Jenkins (Penn State) offers a vivid and readable account of a crucial period in the history of Christian thought, the run-up to and consequences of the Council of Chalcedon (451 CE), where the now standard doctrine that Jesus was of two natures, human and divine, yet united in one person, was adopted. Jenkins gives readers a well-rounded picture of this multifaceted conflict, which involved not only theologians and church leaders but also members of the imperial family and court. Called in order to promote the unity of the Roman Catholic Church, the council failed to do so. It precipitated a series of civil wars that so weakened and divided the Roman Empire that it could not wholly stem the growing military power of Islam. Some sections of the empire actually welcomed their Islamic overlords, preferring civil rule to that of the Christian emperors. Jenkins is very illuminating on the history but less so on the theological intricacies. Summing Up: Highly recommended. Upper-division undergraduates and above.
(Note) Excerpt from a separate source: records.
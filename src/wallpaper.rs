//! Wallpaper reference reader.
//!
//! Extracts the current wallpaper path from the shell's config.json. This
//! reader is deliberately defensive: every failure mode collapses to "no
//! wallpaper" so a missing or reshaped config never aborts the sync run.

use serde::Deserialize;
use std::fs;
use std::path::{Path, PathBuf};

/// Shell configuration document, reduced to the single field this tool
/// consumes. Every field is defaulted so schema drift reads as "no
/// wallpaper" rather than a parse failure.
#[derive(Debug, Default, Deserialize)]
struct ShellConfig {
    #[serde(default)]
    background: BackgroundSection,
}

#[derive(Debug, Default, Deserialize)]
struct BackgroundSection {
    #[serde(rename = "wallpaperPath", default)]
    wallpaper_path: String,
}

/// Reads the current wallpaper path from the shell's config.json.
///
/// Strips a leading `file://` scheme prefix and returns the path only if it
/// refers to an existing regular file. Missing file, malformed JSON, an
/// absent key, and a dangling path all yield `None`; this reader never
/// raises past its boundary.
pub fn read(path: &Path) -> Option<PathBuf> {
    let raw = fs::read_to_string(path).ok()?;
    let config: ShellConfig = serde_json::from_str(&raw).ok()?;

    let reference = config.background.wallpaper_path;
    let stripped = reference.strip_prefix("file://").unwrap_or(&reference);
    if stripped.is_empty() {
        return None;
    }

    let wallpaper = PathBuf::from(stripped);
    wallpaper.is_file().then_some(wallpaper)
}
P. L. Urban Jr. emeritus, Swarthmore College

Copyright American Library Association, used with permission.
Review by Booklist Review

*Starred Review* The fifth-century Christian church faced a doctrinal issue, now largely forgotten, that precipitated intramural Christian savagery unparalleled until the 11-centuries-later Thirty Years' War. The bone of contention was the nature of Jesus Christ. That he wasn't a mere man was indisputable. But was he a human-divine cross-breed, so to speak, or was he purely divine and his human body an illusion? Neither was accepted, but the conclusion of the council of Chalcedon in 451 that he was fully divine and fully human that is, said dissidents, of two natures incensed those who held he was of one nature, entirely divine. The fight broke out well before Chalcedon, entailing the death-from-assault of the patriarch of Constantinople during the 449 council of Ephesus, thereafter disowned as the Gangster Synod. Chalcedon eventually triumphed, but not until well after 250 years of intermittent violence in which monks behaved like the Waffen SS. Jenkins condenses centuries of church and imperial strife with admirable clarity despite the continuous blizzard of historical names and ecclesiastical terms the narrative entails. He suggests that this era, not the later Dark and Middle Ages, is the most violent (un-Christian?) in Christian history and that it may have lessons for the present and future conflict between Christians and Muslims over the nature of God.--Olson, Ray Copyright 2010 Booklist

From Booklist, Copyright (c) American Library Association. Used with permission.
Review by Library Journal Review

Jenkins (history & religious studies, Penn State Univ. & Baylor Univ.; The Lost History of Christianity), a well-seasoned scholar of Christianity, focuses here not only on the theological definitions of the nature of Christ, promulgated by various Christian political and ecclesiastical leaders from the fourth through the seventh centuries, but also on the political machinations, violent persecutions, and scheming that made "wars" of these debates. Jenkins includes many helpful tools for the general reader-he's writing here chiefly for interested general readers-listing the many emperors and church councils of the time, along with their chief concerns. An appendix describes important participants in these doctrinal struggles. Jenkins shows that views (e.g., on God's suffering) became somewhat silenced, only to regain vigor, especially in the 16th century and thereafter, which resulted in ancient heresy often becoming modern orthodoxy. VERDICT In showing general readers how he finds fresh ideas and the resurrections of past teachings invigorating to religious studies, Jenkins provides an accessible book, and one with mild suspense and intrigue. Although there is some overgeneralizing, the book enlightens readers on the backstory to current Christian divisions and realignments. Seminary libraries would do well to acquire this as well.-Carolyn M. Craft, emerita, Longwood Univ., Farmville, VA (c) Copyright 2010. Library Journals LLC, a wholly owned subsidiary of Media Source, Inc. No redistribution permitted.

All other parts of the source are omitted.